What's not straightforward is recognizing cover songs and the like. But that's not only non-trivial but AFAIK can't be done.

2 comments

> What's not straightforward is recognizing cover songs and the like. But that's not only non-trivial but AFAIK can't be done.

Well, you could translate the music into actual notes (or musical intervals), and use Smith-Waterman (or any more advanced and more recent technique) to find the song with the lowest edit-distance.

Converting digital audio to notes is both not as easy as it sounds and not how Shazam works.

https://www.toptal.com/algorithms/shazam-it-music-processing...

Yes, you can look at the frequency with the highest intensity in the FFT. This is the "dumb" version of converting music to notes (and is what I really intended to say but didn't choose to for sake of brevity).
The thing is that the process looks for spectral patterns, let's call it "harmonic content per unit of time," not just notes. Mere notes would result in lots and lots of false positives.
Let's just agree that the process is not too far removed from my initial brief description, and should be simple to implement, as the article shows. For any competent signal processing engineer, this should all be evident, which was the main point.

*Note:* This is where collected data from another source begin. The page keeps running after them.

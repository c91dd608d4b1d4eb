//! Statistical tools to reduce the sequences recorded during a production run.
//!
//! The samples of a Markov chain are correlated, [`mean_with_error`] gives the
//! naive error `sqrt(variance / len)` while [`mean_with_binned_error`] groups the
//! samples in bins first so that the error accounts for the autocorrelation.

use std::ops::{Div, Mul, Sub};

use num_traits::Zero;
use rayon::prelude::*;

use super::{error::StatisticsError, Real};

pub mod estimator;

pub use estimator::*;

/// Compute the mean from a [`rayon::iter::IndexedParallelIterator`] by value.
///
/// It is particularly useful in combination with a map.
/// Returns [`None`] if the iterator is empty.
///
/// # Example
/// ```
/// use holstein_diagmc::statistics::mean_par_iter_val;
/// use rayon::prelude::*;
///
/// let orders = vec![0_usize, 2, 4, 2];
/// let mean = mean_par_iter_val(orders.par_iter().map(|order| *order as f64 / 2_f64));
/// assert_eq!(mean, Some(1_f64));
/// ```
pub fn mean_par_iter_val<It, T>(data: It) -> Option<T>
where
    T: Div<Real, Output = T> + std::iter::Sum<T> + std::iter::Sum<It::Item> + Send,
    It: IndexedParallelIterator<Item = T>,
{
    let len = data.len();
    if len == 0 {
        return None;
    }
    let sum: T = data.sum();
    #[allow(clippy::cast_precision_loss)]
    Some(sum / len as Real)
}

/// Compute the mean and the unbiased variance from a
/// [`rayon::iter::IndexedParallelIterator`] by value, consuming it only once.
///
/// The variance of a single element is zero. Returns [`None`] if the iterator is empty.
///
/// # Example
/// ```
/// use holstein_diagmc::statistics::mean_and_variance_par_iter_val;
/// use rayon::prelude::*;
///
/// let energies = vec![0_f64, 1_f64, 0_f64, 1_f64];
/// let [mean, variance] = mean_and_variance_par_iter_val(energies.par_iter().copied()).unwrap();
/// assert_eq!(mean, 0.5_f64);
/// assert_eq!(variance, 1_f64 / 3_f64);
/// ```
pub fn mean_and_variance_par_iter_val<It, T>(data: It) -> Option<[T; 2]>
where
    T: Clone
        + Div<Real, Output = T>
        + Send
        + Sub<T, Output = T>
        + Mul<T, Output = T>
        + Zero,
    It: IndexedParallelIterator<Item = T>,
{
    let len = data.len();
    if len == 0 {
        return None;
    }
    let (sum, sum_squared) = data
        .map(|el| (el.clone(), el.clone() * el))
        .reduce(|| (T::zero(), T::zero()), |a, b| (a.0 + b.0, a.1 + b.1));
    #[allow(clippy::cast_precision_loss)]
    let len_real = len as Real;
    let variance = if len > 1 {
        #[allow(clippy::cast_precision_loss)]
        let degrees_of_freedom = (len - 1) as Real;
        (sum_squared - sum.clone() * sum.clone() / len_real) / degrees_of_freedom
    }
    else {
        T::zero()
    };
    Some([sum / len_real, variance])
}

/// Computes the mean and the naive statistical error `sqrt(variance / len)` from a
/// [`rayon::iter::IndexedParallelIterator`] by value.
///
/// # Errors
/// [`StatisticsError::EmptySequence`] if the iterator is empty.
pub fn mean_with_error_par_iter_val<It>(data: It) -> Result<[Real; 2], StatisticsError>
where
    It: IndexedParallelIterator<Item = Real>,
{
    let len = data.len();
    let [mean, variance] =
        mean_and_variance_par_iter_val(data).ok_or(StatisticsError::EmptySequence)?;
    #[allow(clippy::cast_precision_loss)]
    Ok([mean, (variance / len as Real).sqrt()])
}

/// Mean of a slice, [`None`] if it is empty.
///
/// # Example
/// ```
/// use holstein_diagmc::statistics::mean;
///
/// assert_eq!(mean(&[1_f64, 2_f64, 3_f64, 4_f64]), Some(2.5_f64));
/// assert_eq!(mean(&[]), None);
/// ```
pub fn mean(data: &[Real]) -> Option<Real> {
    if data.is_empty() {
        None
    }
    else {
        #[allow(clippy::cast_precision_loss)]
        Some(data.iter().sum::<Real>() / data.len() as Real)
    }
}

/// Mean and unbiased variance of a slice, [`None`] if it is empty.
///
/// The variance of a single element is zero.
pub fn mean_and_variance(data: &[Real]) -> Option<[Real; 2]> {
    let mean = mean(data)?;
    let len = data.len();
    let variance = if len > 1 {
        #[allow(clippy::cast_precision_loss)]
        let degrees_of_freedom = (len - 1) as Real;
        data.iter().map(|el| (el - mean).powi(2)).sum::<Real>() / degrees_of_freedom
    }
    else {
        0_f64
    };
    Some([mean, variance])
}

/// Mean of a slice and the naive statistical error `sqrt(variance / len)`.
///
/// # Errors
/// [`StatisticsError::EmptySequence`] if the slice is empty.
pub fn mean_with_error(data: &[Real]) -> Result<[Real; 2], StatisticsError> {
    let [mean, variance] = mean_and_variance(data).ok_or(StatisticsError::EmptySequence)?;
    #[allow(clippy::cast_precision_loss)]
    Ok([mean, (variance / data.len() as Real).sqrt()])
}

/// Mean of a slice and the statistical error estimated from `number_of_bins`
/// consecutive bins of equal size.
///
/// Each bin is averaged and the error is the naive error of the bin averages.
/// When the bins are longer than the autocorrelation time of the chain, the bin
/// averages are independent and the error is reliable. The trailing samples
/// that do not fill a bin are ignored for the error but not for the mean.
///
/// # Errors
/// - [`StatisticsError::EmptySequence`] if the slice is empty;
/// - [`StatisticsError::InvalidNumberOfBins`] if `number_of_bins` is 0 or larger
///   than the number of samples.
///
/// # Example
/// ```
/// use holstein_diagmc::statistics::mean_with_binned_error;
///
/// let data = [1_f64, 1_f64, 3_f64, 3_f64];
/// let [mean, error] = mean_with_binned_error(&data, 2).unwrap();
/// assert_eq!(mean, 2_f64);
/// assert_eq!(error, 1_f64);
/// ```
pub fn mean_with_binned_error(
    data: &[Real],
    number_of_bins: usize,
) -> Result<[Real; 2], StatisticsError> {
    if data.is_empty() {
        return Err(StatisticsError::EmptySequence);
    }
    if number_of_bins == 0 || data.len() < number_of_bins {
        return Err(StatisticsError::InvalidNumberOfBins(
            number_of_bins,
            data.len(),
        ));
    }
    let bin_size = data.len() / number_of_bins;
    let bin_means = data
        .par_chunks_exact(bin_size)
        .take(number_of_bins)
        .map(|bin| mean(bin).unwrap_or(0_f64));
    let [_, error] = mean_with_error_par_iter_val(bin_means)?;
    let mean =
        mean_par_iter_val(data.par_iter().copied()).ok_or(StatisticsError::EmptySequence)?;
    Ok([mean, error])
}

#[cfg(test)]
mod test {
    use approx::assert_relative_eq;
    use rand::SeedableRng;
    use rand_distr::Distribution;

    use super::*;

    const SEED_RNG: u64 = 0x45_78_93_f4_4a_b0_67_f0;

    #[test]
    fn mean_var() {
        let a = [1_f64; 100];
        assert_eq!(
            mean_and_variance_par_iter_val(a.par_iter().copied()),
            Some([1_f64, 0_f64])
        );
        assert_eq!(mean_and_variance(&a), Some([1_f64, 0_f64]));
        assert_eq!(mean_par_iter_val(a.par_iter().copied()), Some(1_f64));
        assert_eq!(mean_with_error(&a), Ok([1_f64, 0_f64]));
        assert_eq!(
            mean_with_error_par_iter_val(a.par_iter().copied()),
            Ok([1_f64, 0_f64])
        );

        let a = [0_f64, 1_f64, 0_f64, 1_f64];
        assert_eq!(mean_and_variance(&a), Some([0.5_f64, 1_f64 / 3_f64]));
        assert_eq!(
            mean_with_error(&a),
            Ok([0.5_f64, (1_f64 / 3_f64 / 4_f64).sqrt()])
        );

        let mut rng = rand::rngs::StdRng::seed_from_u64(SEED_RNG);
        let d = rand::distributions::Uniform::new(-1_f64, 1_f64);
        for _ in 0_u32..100_u32 {
            let vec = (0_u32..100_u32)
                .map(|_| d.sample(&mut rng))
                .collect::<Vec<f64>>();
            let [mean_seq, variance_seq] = mean_and_variance(&vec).unwrap();
            let [mean_par, variance_par] =
                mean_and_variance_par_iter_val(vec.par_iter().copied()).unwrap();
            assert!((mean_seq - mean_par).abs() < 0.000_000_01_f64);
            assert!((variance_seq - variance_par).abs() < 0.000_000_01_f64);
        }
    }

    #[test]
    fn empty_and_single() {
        assert_eq!(mean(&[]), None);
        assert_eq!(mean_and_variance(&[]), None);
        assert_eq!(mean_with_error(&[]), Err(StatisticsError::EmptySequence));
        assert_eq!(
            mean_par_iter_val(Vec::<f64>::new().into_par_iter()),
            None
        );
        assert_eq!(mean_and_variance(&[3_f64]), Some([3_f64, 0_f64]));
        assert_eq!(
            mean_and_variance_par_iter_val([3_f64].par_iter().copied()),
            Some([3_f64, 0_f64])
        );
    }

    #[test]
    fn binned_error() {
        assert_eq!(
            mean_with_binned_error(&[], 2),
            Err(StatisticsError::EmptySequence)
        );
        assert_eq!(
            mean_with_binned_error(&[1_f64], 2),
            Err(StatisticsError::InvalidNumberOfBins(2, 1))
        );
        assert_eq!(
            mean_with_binned_error(&[1_f64], 0),
            Err(StatisticsError::InvalidNumberOfBins(0, 1))
        );

        // with one sample per bin it is the naive error
        let data = [0.3_f64, -1_f64, 2_f64, 0.5_f64, 4_f64];
        let binned = mean_with_binned_error(&data, data.len()).unwrap();
        let naive = mean_with_error(&data).unwrap();
        assert_relative_eq!(binned[0], naive[0], max_relative = 1E-12_f64);
        assert_relative_eq!(binned[1], naive[1], max_relative = 1E-12_f64);

        // strongly correlated sequence: blocks of 100 equal samples, one bin per block
        let data = (0_u32..1_000_u32)
            .map(|i| if (i / 100) % 2 == 0 { 1_f64 } else { -1_f64 })
            .collect::<Vec<f64>>();
        let [mean, binned_error] = mean_with_binned_error(&data, 10).unwrap();
        let [_, naive_error] = mean_with_error(&data).unwrap();
        assert_relative_eq!(mean, 0_f64);
        // bin means are +1 and -1 five times each
        assert_relative_eq!(
            binned_error,
            (10_f64 / 9_f64 / 10_f64).sqrt(),
            epsilon = 1E-12_f64
        );
        assert!(binned_error > 5_f64 * naive_error);

        // bins spanning whole periods average out the correlation
        let [_, periodic_error] = mean_with_binned_error(&data, 5).unwrap();
        assert_relative_eq!(periodic_error, 0_f64);
    }
}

Also, even if you have many false positives, you have already narrowed down the search, and this allows you to do more brute-force searching like computing cross-correlations.

Where are you going to get 'the music'? There are millions and millions of hours of music out there, how are you going to gather and fingerprint it all?
Uhh isn’t creating the “fingerprint” the non-straightforward part? Keep in mind you could start listening at any point in the song as well.